- WHAT YOU ARE ASKED TO DO
Range to reproduce from the entries below: the line with "passed explicitly (usually", the line with "use serde::Serialize;", and every line in between. Give them exactly and give nothing else.

◇ ◇ ◇ ◇ ◇ ◇ ◇

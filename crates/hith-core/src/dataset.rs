//! The loaded patient collection.
//!
//! A `Dataset` is built once at startup and then only read. It is passed explicitly (usually
//! behind an `Arc`) to whatever renders dashboards; there is no process-wide copy.

use crate::{CoreConfig, ExplainError, ExplainResult};
use hith_fixture::{Eligibility, Fixture, PatientRecord};
use serde::Serialize;
use std::collections::HashSet;

/// One entry of the patient picker.
#[derive(Clone, Debug, PartialEq, Eq, Serialize)]
pub struct PickerEntry {
    pub id: String,
    pub name: String,
    pub eligibility: Eligibility,
}

#[derive(Clone, Debug)]
pub struct Dataset {
    patients: Vec<PatientRecord>,
}

impl Dataset {
    /// Wrap already-parsed records, keeping fixture order.
    ///
    /// # Errors
    ///
    /// Returns `ExplainError::DuplicatePatient` if two records share an id.
    pub fn from_records(patients: Vec<PatientRecord>) -> ExplainResult<Self> {
        let mut seen = HashSet::new();
        for p in &patients {
            if !seen.insert(p.id.as_str()) {
                return Err(ExplainError::DuplicatePatient(p.id.to_string()));
            }
        }
        Ok(Self { patients })
    }

    /// Load the fixture named by `cfg`.
    ///
    /// # Errors
    ///
    /// Any fixture read or schema error is fatal and returned as `ExplainError::Fixture`.
    pub fn load(cfg: &CoreConfig) -> ExplainResult<Self> {
        let path = cfg.fixture_path();
        let patients = Fixture::load(path)?;
        let dataset = Self::from_records(patients)?;
        tracing::info!(
            "loaded {} patients from {}",
            dataset.patients.len(),
            path.display()
        );
        Ok(dataset)
    }

    pub fn patients(&self) -> &[PatientRecord] {
        &self.patients
    }

    pub fn len(&self) -> usize {
        self.patients.len()
    }

    pub fn is_empty(&self) -> bool {
        self.patients.is_empty()
    }

    /// Find a patient by id, falling back to an exact name match.
    pub fn get(&self, key: &str) -> Option<&PatientRecord> {
        self.patients
            .iter()
            .find(|p| p.id.as_str() == key)
            .or_else(|| self.patients.iter().find(|p| p.name.as_str() == key))
    }

    /// Like [`Dataset::get`] but reports a missing patient as an error.
    pub fn require(&self, key: &str) -> ExplainResult<&PatientRecord> {
        self.get(key)
            .ok_or_else(|| ExplainError::PatientNotFound(key.to_string()))
    }

    /// Picker entries in fixture order.
    pub fn picker(&self) -> Vec<PickerEntry> {
        self.patients
            .iter()
            .map(|p| PickerEntry {
                id: p.id.to_string(),
                name: p.name.to_string(),
                eligibility: p.eligibility,
            })
            .collect()
    }
}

◇ ◇ ◇ ◇ ◇ ◇ ◇

- REPLY TO THE TASK
//! A `Dataset` is built once at startup and then only read. It is passed explicitly (usually
//! behind an `Arc`) to whatever renders dashboards; there is no process-wide copy.

use crate::{CoreConfig, ExplainError, ExplainResult};
use hith_fixture::{Eligibility, Fixture, PatientRecord};
use serde::Serialize;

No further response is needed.